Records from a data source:

use crate::actor::{Callback, WeakActorClient};
use crate::failure_detector::{FailureDetector, Membership};
use crate::messages::{Begin, Collect, Learned, NodeId, Packet, PaxosMessage, Proposal, Round, SeqNum};
use crate::replica::timers::ActorTimerHandle;
use crate::replica::{Outcome, PaxosError, TimerTick, VoteOutcome};
use crate::transport::{Destination, Transport};
use std::collections::HashMap;
use std::sync::Arc;
use tokio::time::Duration;

/// Everything a leader needs from its replica, shared by all leaders the factory creates.
#[derive(Clone)]
pub(crate) struct LeaderContext {
    pub(crate) logger: slog::Logger,
    pub(crate) local: NodeId,
    pub(crate) transport: Arc<dyn Transport>,
    pub(crate) failure_detector: FailureDetector,
    pub(crate) actor_client: WeakActorClient,
    pub(crate) interaction_timeout: Duration,
    pub(crate) max_tries: u32,
}

/// The state names what the leader does when it next gets to run, so while it waits on Lasts
/// it's in `Begin`, and while it waits on Accepts it's in `Success`.
#[derive(Copy, Clone, Debug, Eq, PartialEq)]
pub(crate) enum LeaderState {
    Initial,
    Submitted,
    Collect,
    Begin,
    Success,
    Exit,
    Abort,
    Shutdown,
}

/// Leader drives one Paxos instance to an outcome: Collect to win the round (skipped under
/// multi-paxos), Begin to get the value accepted, then Learned to everyone.
pub(crate) struct Leader {
    logger: slog::Logger,
    context: LeaderContext,
    seq_num: SeqNum,
    round: Round,
    start_state: LeaderState,
    state: LeaderState,
    tries: u32,
    proposal: Proposal,
    submitter: Option<Callback<VoteOutcome, PaxosError>>,
    membership: Option<Membership>,
    // One response per member per round, duplicates collapse.
    responses: HashMap<NodeId, PaxosMessage>,
    outcomes: Vec<VoteOutcome>,
    interaction_timer: Option<ActorTimerHandle>,
    timer_generation: u64,
}

impl Leader {
    pub(crate) fn new(context: LeaderContext, seq_num: SeqNum, round: Round, start_state: LeaderState) -> Self {
        Leader {
            logger: context.logger.new(slog::o!("Seq" => seq_num, "Round" => round)),
            context,
            seq_num,
            round,
            start_state,
            state: LeaderState::Initial,
            tries: 0,
            proposal: Proposal::NoValue,
            submitter: None,
            membership: None,
            responses: HashMap::new(),
            outcomes: vec![],
            interaction_timer: None,
            timer_generation: 0,
        }
    }

    pub(crate) fn seq_num(&self) -> SeqNum {
        self.seq_num
    }

    pub(crate) fn round(&self) -> Round {
        self.round
    }

    pub(crate) fn state(&self) -> LeaderState {
        self.state
    }

    pub(crate) fn is_done(&self) -> bool {
        matches!(
            self.state,
            LeaderState::Exit | LeaderState::Abort | LeaderState::Shutdown
        )
    }

    /// The final outcome, once done. A leader that drove someone else's value reports the
    /// decision here, while its submitter got OtherValue.
    pub(crate) fn outcome(&self) -> Option<&VoteOutcome> {
        self.outcomes.last()
    }

    pub(crate) fn submit(&mut self, proposal: Proposal, submitter: Option<Callback<VoteOutcome, PaxosError>>) {
        if self.state != LeaderState::Initial {
            slog::error!(self.logger, "Leader already submitted, in {:?}", self.state);
            if let Some(submitter) = submitter {
                submitter.send(Err(PaxosError::Inactive));
            }
            return;
        }

        slog::debug!(self.logger, "Submitted {:?}, starting at {:?}", proposal, self.start_state);
        self.proposal = proposal;
        self.submitter = submitter;
        self.membership = Some(self.context.failure_detector.snapshot());
        self.state = LeaderState::Submitted;

        self.process();
    }

    fn process(&mut self) {
        loop {
            match self.state {
                LeaderState::Initial | LeaderState::Exit | LeaderState::Abort | LeaderState::Shutdown => return,
                LeaderState::Submitted => {
                    self.state = self.start_state;
                }
                LeaderState::Collect => {
                    self.state = LeaderState::Begin;
                    self.emit(PaxosMessage::Collect(Collect {
                        seq_num: self.seq_num,
                        round: self.round,
                        leader: self.context.local,
                    }));
                    return;
                }
                LeaderState::Begin => {
                    self.adopt_accepted_value();
                    self.state = LeaderState::Success;
                    self.emit(PaxosMessage::Begin(Begin {
                        seq_num: self.seq_num,
                        round: self.round,
                        value: self.proposal.clone(),
                    }));
                    return;
                }
                LeaderState::Success => {
                    let round = self.round;
                    let accepts = self
                        .responses
                        .values()
                        .filter(|message| matches!(message, PaxosMessage::Accept(accept) if accept.round == round))
                        .count();

                    if self.membership.as_ref().map_or(false, |m| m.is_majority(accepts)) {
                        self.context.transport.send(
                            PaxosMessage::Learned(Learned {
                                seq_num: self.seq_num,
                                round: self.round,
                            }),
                            Destination::Broadcast,
                        );
                        self.state = LeaderState::Exit;
                        self.report(Outcome::Decision);
                        self.complete();
                        return;
                    }

                    // Not enough Accepts this time round, go again.
                    self.state = LeaderState::Begin;
                }
            }
        }
    }

    // If acceptors already hold a value for this instance, the one from the highest round must
    // be driven instead of ours.
    fn adopt_accepted_value(&mut self) {
        let accepted = self
            .responses
            .values()
            .filter_map(|message| match message {
                PaxosMessage::Last(last) if !last.value.is_no_value() => Some(last),
                _ => None,
            })
            .max_by_key(|last| last.round)
            .map(|last| last.value.clone());

        let accepted = match accepted {
            Some(value) if value != self.proposal => value,
            _ => return,
        };

        slog::info!(self.logger, "Instance already carries {:?}, driving it instead", accepted);
        let ours = std::mem::replace(&mut self.proposal, accepted);
        self.outcomes.push(VoteOutcome::new(
            Outcome::OtherValue,
            self.seq_num,
            self.round,
            ours,
            Some(self.context.local),
        ));
        self.notify_submitter();
    }

    fn emit(&mut self, message: PaxosMessage) {
        self.responses.clear();

        let can_complete = self.membership.as_mut().map_or(false, Membership::start_interaction);
        if !can_complete {
            slog::warn!(self.logger, "Live members are below majority, giving up");
            self.fail(Outcome::BadMembership);
            return;
        }

        self.arm_timer();
        slog::debug!(self.logger, "Broadcasting {:?}", message);
        self.context.transport.send(message, Destination::Broadcast);
    }

    fn arm_timer(&mut self) {
        self.timer_generation += 1;
        self.interaction_timer = Some(ActorTimerHandle::spawn_timer_task(
            self.context.interaction_timeout,
            self.context.actor_client.clone(),
            TimerTick::LeaderInteraction {
                seq_num: self.seq_num,
                generation: self.timer_generation,
            },
        ));
    }

    /// Whether `message` is part of this leader's current exchange.
    pub(crate) fn is_routeable(&self, message: &PaxosMessage) -> bool {
        match message {
            PaxosMessage::Last(last) => last.seq_num == self.seq_num && self.state == LeaderState::Begin,
            PaxosMessage::Accept(accept) => {
                accept.seq_num == self.seq_num && accept.round == self.round && self.state == LeaderState::Success
            }
            PaxosMessage::OldRound(old_round) => old_round.seq_num >= self.seq_num && !self.is_done(),
            _ => false,
        }
    }

    pub(crate) fn message_received(&mut self, packet: &Packet) {
        if self.is_done() {
            return;
        }

        match &packet.message {
            PaxosMessage::OldRound(old_round) => {
                slog::info!(self.logger, "Outbid, {:?} from {}", old_round, packet.source);
                self.state = LeaderState::Abort;
                self.outcomes.push(VoteOutcome::new(
                    Outcome::OtherLeader,
                    old_round.seq_num,
                    old_round.last_round,
                    self.proposal.clone(),
                    old_round.leader,
                ));
                self.complete();
            }
            PaxosMessage::Last(_) | PaxosMessage::Accept(_) => {
                let membership = match &mut self.membership {
                    Some(membership) => membership,
                    None => return,
                };
                if !membership.includes(packet.source) {
                    return;
                }

                self.responses.insert(packet.source, packet.message.clone());
                if membership.received_response(packet.source) {
                    self.interaction_timer = None;
                    self.tries = 0;
                    self.process();
                }
            }
            other => {
                slog::debug!(self.logger, "Leader ignoring {:?}", other);
            }
        }
    }

    pub(crate) fn interaction_timeout(&mut self, generation: u64) {
        if self.is_done() || generation != self.timer_generation {
            return;
        }

        self.interaction_timer = None;
        self.tries += 1;
        if self.tries >= self.context.max_tries {
            slog::warn!(self.logger, "No majority after {} tries", self.tries);
            self.fail(Outcome::VoteTimeout);
            return;
        }

        slog::info!(self.logger, "Interaction timed out in {:?}, retrying", self.state);
        self.state = match self.state {
            LeaderState::Begin => LeaderState::Collect,
            LeaderState::Success => LeaderState::Begin,
            other => other,
        };
        self.process();
    }

    pub(crate) fn member_evicted(&mut self, node: NodeId) {
        if self.is_done() {
            return;
        }

        let lost_majority = self.membership.as_mut().map_or(false, |m| m.member_lost(node));
        if lost_majority {
            slog::warn!(self.logger, "Lost {} and with it a majority", node);
            self.fail(Outcome::BadMembership);
        }
    }

    /// Abandon the instance without an outcome. The submitter hears that the replica is going away.
    pub(crate) fn shutdown(&mut self) {
        if self.is_done() {
            return;
        }

        self.state = LeaderState::Shutdown;
        self.outcomes.clear();
        self.interaction_timer = None;
        if let Some(mut membership) = self.membership.take() {
            membership.dispose();
        }
        if let Some(submitter) = self.submitter.take() {
            submitter.send(Err(PaxosError::Inactive));
        }
        self.state = LeaderState::Abort;
    }

    fn fail(&mut self, outcome: Outcome) {
        self.state = LeaderState::Abort;
        self.report(outcome);
        self.complete();
    }

    fn report(&mut self, outcome: Outcome) {
        self.outcomes.push(VoteOutcome::new(
            outcome,
            self.seq_num,
            self.round,
            self.proposal.clone(),
            Some(self.context.local),
        ));
    }

    fn complete(&mut self) {
        self.interaction_timer = None;
        if let Some(membership) = &mut self.membership {
            membership.dispose();
        }
        self.notify_submitter();
    }

    // The submitter gets the first outcome, later ones only go to the factory.
    fn notify_submitter(&mut self) {
        if let (Some(submitter), Some(first)) = (self.submitter.take(), self.outcomes.first()) {
            submitter.send(Ok(first.clone()));
        }
    }
}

▶ What needs to be done
Which lines above contain the word "waits"? List them.

▶ Final answer
/// The state names what the leader does when it next gets to run, so while it waits on Lasts
/// it's in `Begin`, and while it waits on Accepts it's in `Success`.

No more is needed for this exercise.